In our previous blog, we introduced modelling player innings progression based on predictions of run-rate and control rate. These methods provide a means of visualising match data on a fine scale, which enables us to extract more detailed information on player performance. The next step in utilising these methods is to use our model outputs to identify similar player archetypes, which can be used for understanding team composition.

Grouping similar batsman types

To briefly recap, the metrics which we defined in the previous blog are:

Predicted Runs per Delivery: We consider runs per delivery rather than strike rate. This is to distinguish between strike rate, which typically considers the total innings scoring rate, and predicted runs per delivery, which is purely a prediction of scoring rate for a particular delivery faced in an innings.

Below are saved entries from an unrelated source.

//! Captured frames handed to the pipeline.

use chrono::{DateTime, Utc};
use std::sync::Arc;

use crate::StreamId;

/// Encoded image bytes, shared between the worker and in-flight requests.
#[derive(Debug, Clone, PartialEq, Eq)]
pub struct FrameData {
    pub content_type: String,
    pub bytes: Arc<Vec<u8>>,
}

impl FrameData {
    pub fn new(content_type: impl Into<String>, bytes: Vec<u8>) -> Self {
        Self {
            content_type: content_type.into(),
            bytes: Arc::new(bytes),
        }
    }

    /// JPEG frame.
    pub fn jpeg(bytes: Vec<u8>) -> Self {
        Self::new("image/jpeg", bytes)
    }

    pub fn len(&self) -> usize {
        self.bytes.len()
    }

    pub fn is_empty(&self) -> bool {
        self.bytes.is_empty()
    }
}

/// One frame of one stream.
///
/// `sequence` is assigned by the capture side and must increase
/// monotonically within a stream.
#[derive(Debug, Clone, PartialEq)]
pub struct Frame {
    pub stream_id: StreamId,
    pub sequence: u64,
    pub captured_at: DateTime<Utc>,
    pub image: FrameData,
}

impl Frame {
    pub fn new(stream_id: StreamId, sequence: u64, image: FrameData) -> Self {
        Self {
            stream_id,
            sequence,
            captured_at: Utc::now(),
            image,
        }
    }
}
impl StreamWorker {
    /// Build a worker for `spec`. Fails if the requested profile does not exist.
    pub fn new(spec: StreamSpec, deps: WorkerDeps, source: Arc<dyn FrameSource>) -> WorkerResult<Self> {
        let rules = deps.catalog.snapshot();
        let profile = rules.resolve_profile(spec.profile.as_deref())?;
        let schedule = deps.scheduler.schedule(spec.tier, now());
        let logger = StreamLogger::new(&spec.stream_id, &profile.name);

        let mut status = StreamStatus::new(spec.stream_id.clone(), schedule.default_tier(), profile.name.clone());
        status.interval_ms = schedule.interval().as_millis() as u64;
        status.rules_generation = rules.generation();

        Ok(Self {
            evaluator: EventEvaluator::new(EvaluatorConfig {
                suspend_after_misses: deps.config.suspend_after_misses,
            }),
            retry: deps.config.inference_retry(),
            failures: FailureTracker::new(MAX_LOGGED_FAILURES, deps.config.auto_pause_after),
            calibrator: deps
                .config
                .calibration
                .clone()
                .map(|config| ThresholdCalibrator::new(config, Arc::clone(&profile))),
            classifier: ActionClassifier::new(profile),
            spec,
            deps,
            source,
            schedule,
            last_sequence: 0,
            paused: false,
            logger,
            status,
        })
    }

    /// Feed the calibrator and adopt its profile when a round moved a bound.
    fn recalibrate(&mut self, readings: &[PostureReading], at: Instant) {
        let Some(calibrator) = self.calibrator.as_mut() else {
            return;
        };
        calibrator.observe(readings);
        let Some(round) = calibrator.maybe_recalibrate(at) else {
            return;
        };
        record_calibration_round(round_outcome(&round));
        if round.rolled_back {
            self.logger.log_warning("calibration rolled back to the rule document bounds");
        } else if !round.updated.is_empty() {
            self.logger.log_state(&format!("calibrated {}", round.updated.join(", ")));
        }
        if round.changed() {
            self.classifier.set_profile(Arc::clone(calibrator.profile()));
        }
    }

    pub fn status(&self) -> &StreamStatus {
        &self.status
    }

    pub fn logger(&self) -> &StreamLogger {
        &self.logger
    }

    /// Run until stopped or failed.
    pub async fn run(mut self, mut commands: mpsc::Receiver<Command>) -> StreamState {
        self.logger.log_start(&format!(
            "tier={} interval_ms={}",
            self.schedule.default_tier(),
            self.status.interval_ms
        ));

        loop {
            let due = (!self.paused).then(|| self.deps.scheduler.next_due(&mut self.schedule, now()));

            tokio::select! {
                command = commands.recv() => {
                    let Some(Command { control, ack }) = command else {
                        return self.finish(StreamState::Stopped, "control channel closed").await;
                    };
                    if control == Control::Stop {
                        let state = self.finish(StreamState::Stopped, "stop requested").await;
                        let _ = ack.send(self.status.clone());
                        return state;
                    }
                    self.apply(control).await;
                    let _ = ack.send(self.status.clone());
                }
                _ = sleep_until(due) => {
                    if let Err(e) = self.tick().await {
                        if e.is_fatal() {
                            self.note_error(&e);
                            return self.finish(StreamState::Failed, &e.to_string()).await;
                        }
                        self.note_error(&e);
                        self.publish().await;
                    }
                }
            }
        }
    }

    async fn apply(&mut self, control: Control) {
        let at = now();
        match control {
            Control::Pause => {
                self.paused = true;
                self.status.state = StreamState::Paused;
                self.logger.log_state("paused");
            }
            Control::Resume => {
                if self.paused {
                    self.paused = false;
                    self.failures.record_success();
                    self.deps.scheduler.resume(&mut self.schedule, at);
                    self.status.state = StreamState::Running;
                    self.logger.log_state("resumed");
                }
            }
            Control::ForceTier { tier, hold } => {
                self.deps.scheduler.force_tier(&mut self.schedule, tier, hold, at);
                self.logger.log_state(&format!("tier forced to {tier}"));
            }
            Control::ClearTier => {
                self.deps.scheduler.clear_forced(&mut self.schedule);
                self.logger.log_state("forced tier cleared");
            }
            Control::Stop => {}
        }
        self.publish().await;
    }

    /// Serve one due slot.
    async fn tick(&mut self) -> WorkerResult<()> {
        let started = tokio::time::Instant::now();
        let at = started.into_std();

        let frame = match self.source.latest() {
            Some(frame) if frame.sequence > self.last_sequence => frame,
            Some(_) => {
                self.skip_slot("stale", at).await;
                return Ok(());
            }
            None => {
                self.skip_slot("no_frame", at).await;
                return Ok(());
            }
        };
        self.last_sequence = frame.sequence;

        let rules = self.deps.catalog.snapshot();
        if rules.generation() != self.status.rules_generation {
            self.status.rules_generation = rules.generation();
            match rules.resolve_profile(self.spec.profile.as_deref()) {
                Ok(profile) => match self.calibrator.as_mut() {
                    Some(calibrator) => {
                        calibrator.rebase(profile);
                        self.classifier.set_profile(Arc::clone(calibrator.profile()));
                    }
                    None => self.classifier.set_profile(profile),
                },
                Err(e) => self.note_error(&WorkerError::from(e)),
            }
        }

        let models = self.models_for(&rules);
        let results = join_all(
            models
                .iter()
                .map(|model| infer_with_retry(&self.deps.batcher, &self.retry, model, &frame)),
        )
        .await;

        let mut observation = Observation::new(frame.sequence, at, frame.captured_at);
        let mut poses = Vec::new();
        let mut saw_poses = false;
        let mut failures = Vec::new();
        for (model, result) in models.iter().zip(results) {
            match result {
                Ok(output) => {
                    if self.deps.catalog.registry().capability(model) == Some(ModelCapability::PoseEstimation) {
                        saw_poses = true;
                    }
                    observation.models.insert(model.clone());
                    observation.detections.extend(output.detections);
                    poses.extend(output.poses);
                }
                Err(e) => failures.push((model.clone(), e)),
            }
        }

        if saw_poses {
            let readings = self.classifier.classify(&poses, at);
            self.recalibrate(&readings, at);
            observation.persons = poses
                .into_iter()
                .zip(readings)
                .map(|(pose, reading)| TrackedPerson {
                    track_id: reading.track_id,
                    label: reading.label,
                    pose,
                })
                .collect();
        }

        let tier = self.deps.scheduler.tier(&self.schedule, at);
        let interval = self.schedule.interval();
        let all_failed = !models.is_empty() && failures.len() == models.len();

        let outcome = if all_failed {
            self.evaluator.record_missing(&rules, &self.spec.stream_id, interval)
        } else {
            let ctx = EvalContext {
                stream_id: &self.spec.stream_id,
                tier,
                stream_interval: interval,
            };
            self.evaluator.evaluate(&rules, ctx, Arc::new(observation))?
        };

        self.record_failures(failures, all_failed);
        self.record_outcome(&outcome);
        self.emit(outcome, at).await;

        if !all_failed {
            self.status.frames_processed += 1;
        }
        self.status.last_tick_at = Some(Utc::now());

        let skipped = self.deps.scheduler.complete(&mut self.schedule, at);
        record_missed_slots(skipped);
        record_frame(self.logger.stream_id(), started.elapsed().as_secs_f64());

        if self.failures.exhausted() && !self.paused {
            self.paused = true;
            self.status.state = StreamState::Paused;
            self.logger.log_warning(&format!(
                "auto-paused after {} consecutive failed ticks",
                self.failures.failure_count()
            ));
        }

        self.publish().await;
        Ok(())
    }

    /// Models to request: every enabled rule's inputs, limited to the
    /// stream's allow-list.
    fn models_for(&self, rules: &RuleSet) -> Vec<ModelId> {
        let mut models = BTreeSet::new();
        for rule in rules.rules().iter().filter(|r| r.enabled) {
            for model in &rule.required_models {
                let allowed = self.spec.models.as_ref().map_or(true, |list| list.contains(model));
                if allowed {
                    models.insert(model.clone());
                }
            }
        }
        models.into_iter().collect()
    }

    fn record_failures(&mut self, failures: Vec<(ModelId, InferenceError)>, all_failed: bool) {
        if failures.is_empty() {
            self.failures.record_success();
            return;
        }

        let should_log = if all_failed {
            self.failures.record_failure()
        } else {
            self.failures.record_success();
            true
        };

        for (model, error) in failures {
            let error = WorkerError::from(error);
            if should_log {
                self.logger.log_warning(&format!("model {model} unavailable: {error}"));
            }
            self.note_error(&error);
        }
        if all_failed {
            record_skipped_tick("inference");
            self.status.frames_skipped += 1;
        }
    }

    fn record_outcome(&mut self, outcome: &TickOutcome) {
        if outcome.missing_input_count() > 0 {
            self.status.degraded_ticks += 1;
        }
        for (rule_id, reason) in &outcome.skipped {
            if *reason == SkipReason::MissingInput {
                record_degraded(rule_id.as_str());
            }
        }
        for rule_id in &outcome.suspended {
            self.logger.log_warning(&format!("rule {rule_id} suspended after missing input"));
        }
        for rule_id in &outcome.resumed {
            self.logger.log_state(&format!("rule {rule_id} resumed"));
        }
    }

    async fn emit(&mut self, outcome: TickOutcome, at: Instant) {
        for event in outcome.events {
            let severity = event.severity;
            record_event(event.rule_id.as_str(), severity.as_str());
            if self.deps.scheduler.observe_event(&mut self.schedule, severity, at) {
                self.logger.log_state(&format!("escalated by rule {}", event.rule_id));
            }
            self.status.events_emitted += 1;
            if let Err(e) = self.deps.sink.emit(event).await {
                self.note_error(&e);
            }
        }
    }

    async fn skip_slot(&mut self, reason: &'static str, at: Instant) {
        record_skipped_tick(reason);
        self.status.frames_skipped += 1;
        let skipped = self.deps.scheduler.complete(&mut self.schedule, at);
        record_missed_slots(skipped);
        self.publish().await;
    }

    fn note_error(&mut self, error: &WorkerError) {
        let class = error.class();
        record_stream_error(class.as_str());
        self.status.last_error = Some(LastError {
            class,
            message: error.to_string(),
            at: Utc::now(),
        });
    }

    async fn publish(&mut self) {
        let at = now();
        let tier = self.deps.scheduler.tier(&self.schedule, at);
        self.status.tier = tier;
        self.status.default_tier = self.schedule.default_tier();
        self.status.forced = self.schedule.is_forced();
        self.status.interval_ms = self.deps.scheduler.effective_interval(tier).as_millis() as u64;
        self.status.missed_slots = self.schedule.missed_slots();
        self.status.suspended_rules = self.evaluator.suspended_rules(&self.spec.stream_id);
        self.status.profile = self.classifier.profile().name.clone();
        self.deps.status.publish(self.status.clone()).await;
    }

    async fn finish(&mut self, state: StreamState, reason: &str) -> StreamState {
        self.status.state = state;
        self.evaluator.remove_stream(&self.spec.stream_id);
        self.publish().await;
        match state {
            StreamState::Failed => self.logger.log_error(reason),
            _ => self.logger.log_stop(reason),
        }
        state
    }
}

Predicted Controlled Shot Probability: This is the probability that a batsman will be in control of a delivery. We define controlled shots as those in which the outcome of the shot was the desired outcome from the batsman, ranging from a well-timed lofted shot to a well-judged leave outside off stump.

Using these metrics, we can assign players to various groups, based on the similarity of their results. For example, we could group players together with similar runs per delivery progression, or similar control rate progression. It is also possible to combine these metrics to group players who have similar run and control rate evolution. For example, we could use this tool to identify low-risk players who increase late innings run-rate beyond the average tempo.

To do this we use clustering algorithms. The basic idea is that we are grouping curves based on the distance between them across the timeframe of interest. Curves which are typically quite close to one another are likely to be placed in the same group. More details on this algorithm can be found at the end of this blog.

Comparing England and Australia’s engine room

One of the key differences between England and many of the other teams at this year’s World Cup is their consistent aggression throughout the batting line-up, particularly in their ‘engine room’ (positions 3-5).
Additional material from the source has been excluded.